震災直後から活動を開始したBridge for Fukushima(以下BFF)は10年目を迎えることが出来ました。改めましてご支援をいただいている多くの皆様に御礼申し上げます。

一人の青年の話を通じて、BFFと福島の現在地をお話したいと思います。

彼が震災を体験したのは進級を控えた中学1年の春、大きな地震があった翌日には意味も分からないまま浪江町の家を出て避難生活が始まります。その後何度かの移転をして、福島市内の高校に進学。私たちが彼に出会ったのは、震災から3年目、高校2年生の時。彼は浪江町の復興に対しての当事者意識が非常に強く、自分一人だけでも浪江町を復興させるという熱い気持ちを持っていました、町の人たちそして外部の人たちを繋げるプラットフォームを創りたいと熱い思いをもって勉強会に参加をしました。3カ月ほどBFFの高校生向けコミュニティースペースでスタッフと共に徹底的に浪江町の課題と現状に対して分析ツールを使って深掘りし、BFFの活動に参加しながらのちに仲間になっていく他の高校生達の刺激を受け、2年生の終わりに自分のやれることを見つけて事業化をしました。それは、離れ離れになった自分と同じ浪江出身の高校生、未来の浪江町を語り、ジオラマを用いて表現するワークショップでした。
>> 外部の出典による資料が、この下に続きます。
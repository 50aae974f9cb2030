pub mod html;
pub mod number;
pub mod text;

pub use html::escape_html;
pub use number::{format_count, format_per_case, format_quantity};
pub use text::{NOT_APPLICABLE, NOT_SET, or_na, product_detail, truncate};
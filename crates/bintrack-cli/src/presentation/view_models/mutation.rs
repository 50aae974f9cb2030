use serde::Serialize;
use std::fmt;

use super::{CreateView, ViewMode};

// --------------------------------------------------------
// Data Definitions (ViewModels)
// --------------------------------------------------------

#[derive(Debug, Clone, Copy, PartialEq, Eq, Serialize)]
#[serde(rename_all = "lowercase")]
pub enum MutationKind {
    Create,
    Update,
    Adjust,
    Delete,
}

/// A write the server accepted, followed by the reload it triggered.
#[derive(Debug, Serialize)]
pub struct MutationViewModel {
    pub operation: MutationKind,
    #[serde(skip_serializing_if = "Option::is_none")]
    pub record_id: Option<i64>,
    pub message: String,
    /// Size of the refreshed snapshot.
    pub record_count: usize,
}

/// Shown instead of deleting when the user has not confirmed.
#[derive(Debug, Serialize)]
pub struct DeleteConfirmationViewModel {
    pub record_id: i64,
    pub bin_location: String,
    pub product: String,
    pub cases: i64,
}

// --------------------------------------------------------
// CreateView Trait Implementations (Bridge to Views)
// --------------------------------------------------------

impl CreateView for MutationViewModel {
    fn create_view<'a>(&'a self, mode: ViewMode) -> Box<dyn fmt::Display + 'a> {
        use crate::presentation::views::mutation::MutationView;
        Box::new(MutationView::new(self, mode))
    }
}

impl CreateView for DeleteConfirmationViewModel {
    fn create_view<'a>(&'a self, mode: ViewMode) -> Box<dyn fmt::Display + 'a> {
        use crate::presentation::views::mutation::DeleteConfirmationView;
        Box::new(DeleteConfirmationView::new(self, mode))
    }
}
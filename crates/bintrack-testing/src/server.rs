//! Mount helpers for the mock inventory server.
//!
//! Each helper answers one route with the JSON envelope the real server
//! would send.

use bintrack_types::{Bin, HistoryEntry, Product, Record};
use serde_json::{Value, json};
use wiremock::matchers::{method, path, path_regex};
use wiremock::{Mock, MockServer, ResponseTemplate};

fn ok(data: Value) -> ResponseTemplate {
    ResponseTemplate::new(200).set_body_json(json!({ "success": true, "data": data }))
}

fn message(status: u16, success: bool, text: &str) -> ResponseTemplate {
    ResponseTemplate::new(status).set_body_json(json!({ "success": success, "message": text }))
}

/// Record rows serialize with the server's column names, plus the
/// `TotalQuantity` column the client ignores.
pub fn record_rows(records: &[Record]) -> Value {
    Value::Array(
        records
            .iter()
            .map(|r| {
                let mut row = serde_json::to_value(r).unwrap_or(Value::Null);
                if let Value::Object(map) = &mut row {
                    map.insert(
                        "TotalQuantity".to_string(),
                        json!(r.total_quantity().unwrap_or(0.0)),
                    );
                }
                row
            })
            .collect(),
    )
}

pub async fn mount_records(server: &MockServer, records: &[Record]) {
    Mock::given(method("GET"))
        .and(path("/api/bin-locations"))
        .respond_with(ok(record_rows(records)))
        .mount(server)
        .await;
}

pub async fn mount_bins(server: &MockServer, bins: &[Bin]) {
    Mock::given(method("GET"))
        .and(path("/api/bins"))
        .respond_with(ok(json!(bins)))
        .mount(server)
        .await;
}

pub async fn mount_products(server: &MockServer, products: &[Product]) {
    Mock::given(method("GET"))
        .and(path("/api/products/search"))
        .respond_with(ok(json!(products)))
        .mount(server)
        .await;
}

pub async fn mount_history(server: &MockServer, entries: &[HistoryEntry]) {
    Mock::given(method("GET"))
        .and(path("/api/history"))
        .respond_with(ok(json!(entries)))
        .mount(server)
        .await;
}

/// Answer every mutation of a record (`PUT`/`DELETE` on `/api/bin-locations/{id}`
/// and `PATCH` on its `/adjust` subroute) or a create with `text`.
pub async fn mount_mutation(server: &MockServer, http_method: &str, text: &str) {
    let route = if http_method == "POST" {
        path_regex(r"^/api/bin-locations$")
    } else {
        path_regex(r"^/api/bin-locations/\d+(/adjust)?$")
    };
    Mock::given(method(http_method))
        .and(route)
        .respond_with(message(200, true, text))
        .mount(server)
        .await;
}

pub async fn mount_needs_config(server: &MockServer) {
    Mock::given(method("GET"))
        .and(path("/api/bin-locations"))
        .respond_with(ResponseTemplate::new(400).set_body_json(json!({
            "success": false,
            "message": "Database not configured. Please configure your database settings.",
            "needs_config": true
        })))
        .mount(server)
        .await;
}

pub async fn mount_unauthorized(server: &MockServer) {
    Mock::given(path_regex(r"^/api/"))
        .respond_with(ResponseTemplate::new(401).set_body_json(json!({
            "success": false,
            "message": "Authentication required",
            "auth_required": true
        })))
        .mount(server)
        .await;
}

pub async fn mount_health(server: &MockServer) {
    Mock::given(method("GET"))
        .and(path("/health"))
        .respond_with(ResponseTemplate::new(200).set_body_json(json!({ "status": "ok" })))
        .mount(server)
        .await;
}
浪江町役場さんの全面的な協力もいただきながら、素晴らしいプロジェクトを創り失敗を含め沢山の事を学びました。
その後都内の大学に進学をすると彼の活動範囲はさらに広がり、BFFが行った浪江町の未来を考えるデータブック事業では大学生ながら中心的な役割を果たしてくれたり、イギリスへの半年間の留学、日本を代表するソーシャル・ベンチャー企業でのインターン、東北に関わる若手リーダーのネットワークの企画・実施、など精力的に活動を続け、高校時代の友人と僕らもうらやむようなイタリア2週間の卒業旅行を終え、この春から9年ぶりに故郷浪江町に戻り社会人1年目をはじめました。早速この5月から、地域内の方々そして外から来られる方が交流できる場所を自分で企画して運営を始めています。7年間をかけて当時彼が課題と思っていたプラットフォームの第一歩を始めたのだと思います。
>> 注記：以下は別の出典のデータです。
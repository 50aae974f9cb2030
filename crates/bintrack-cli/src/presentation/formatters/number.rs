/// Group the digits of an integer, e.g. `1234567` -> `1,234,567`.
pub fn format_count(value: i64, separator: &str) -> String {
    let digits = value.unsigned_abs().to_string();
    let mut out = String::with_capacity(digits.len() + digits.len() / 3 * separator.len() + 1);
    if value < 0 {
        out.push('-');
    }
    for (i, ch) in digits.chars().enumerate() {
        if i > 0 && (digits.len() - i) % 3 == 0 {
            out.push_str(separator);
        }
        out.push(ch);
    }
    out
}

/// `,` when digits are grouped with `.`, so `2.500` and `2,5` stay distinct.
fn decimal_mark(separator: &str) -> char {
    if separator == "." { ',' } else { '.' }
}

/// Grouped integer part plus up to three fraction digits, trailing zeros dropped.
pub fn format_quantity(value: f64, separator: &str) -> String {
    if !value.is_finite() {
        return value.to_string();
    }
    let scaled = (value.abs() * 1000.0).round() as u64;
    let whole = (scaled / 1000) as i64;
    let frac = scaled % 1000;

    let mut out = String::new();
    if value < 0.0 && scaled > 0 {
        out.push('-');
    }
    out.push_str(&format_count(whole, separator));
    if frac > 0 {
        let digits = format!("{:03}", frac);
        out.push(decimal_mark(separator));
        out.push_str(digits.trim_end_matches('0'));
    }
    out
}

/// Units per case as entered: no grouping, no trailing `.0`.
pub fn format_per_case(value: f64) -> String {
    if value.fract() == 0.0 {
        format!("{}", value as i64)
    } else {
        value.to_string()
    }
}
彼の周りには、私たち以外にも様々な大人が時には寄り添い、共に学び合い、時には見守り、時にはシビアに(私はこの担当が多いのだと思います)、成長しつづける彼のような若者を伴走するコミュニティーが創られました。そして彼の同世代は彼を自然と応援しつつ刺激されより社会をよくしようと考え、さらには彼をモデルに下の世代の高校生・大学生達は自分たちの出来ることを増やしていく、そんなコミュニティーも創られ始めた、復興の次のステージに向かっているのが福島の現在地であり、私たちはその一員であり続けたいと考えています。

ITを使った農業、次世代教育、実家の事業の拡大、防災、地域の名産作り、うなぎの養殖、海外交流、など様々な課題解決にチャレンジをする多くの若者、そして次々に彼らに続く若い人材が多数身近にいることに、10年目の福島、復興の出口を感じています。

次の私たちのチャレンジは、彼のような存在が当たり前の存在になるようなチャレンジです。今まで高校生としてBFFに関わり卒業した大学生や社会人などがメンターやサポーターとして関わる仕組み、また大人と高校生たちが本気で語り合える場の提供など私たちらしい新しい試みを加え、コロナの次時代に向け、今日より明日が、ちょっと良くなる社会を目指し、正解のない課題に対して挑む人材を創り続けていきたいと思います。